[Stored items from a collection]
# # #

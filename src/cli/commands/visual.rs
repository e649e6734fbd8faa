//! # Visual Report Command Module / 视觉报告命令模块
//!
//! Implements `visual-report`: collects screenshot diff images from the test
//! results directory and renders them into an HTML page.
//!
//! 实现 `visual-report` 命令：从测试结果目录收集截图差异图像并渲染为 HTML 页面。

use anyhow::Result;
use chrono::Local;
use colored::*;

use crate::cli::CommandContext;
use crate::core::config::VISUAL_REPORT_FILE;
use crate::infra::t;
use crate::reporting::generate_visual_report;
use crate::reporting::visual::find_visual_diffs;

pub fn execute(ctx: &CommandContext) -> Result<()> {
    let locale = ctx.locale.as_str();
    println!("{}", t!("visual.start", locale = locale, path = ctx.config.test_results_dir.display()).bold());

    let diffs = find_visual_diffs(&ctx.config.test_results_dir)?;
    if diffs.is_empty() {
        println!("{}", t!("visual.none", locale = locale).green());
    } else {
        println!("{}", t!("visual.found", locale = locale, count = diffs.len()).yellow());
        for diff in &diffs {
            println!("   - {} ({})", diff.name, diff.test);
        }
    }

    let output = ctx.config.report_path(VISUAL_REPORT_FILE);
    let generated_at = Local::now().format("%Y-%m-%d %H:%M:%S").to_string();
    generate_visual_report(&diffs, &output, &generated_at, locale)?;
    println!("{}", t!("visual.saved", locale = locale, path = output.display()).green());
    Ok(())
}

# # #

● EXERCISE: Check each line of the data for "CommandContext". Copy the lines where it turns up.

● WRITTEN ANSWER:
use crate::cli::CommandContext;
pub fn execute(ctx: &CommandContext) -> Result<()> {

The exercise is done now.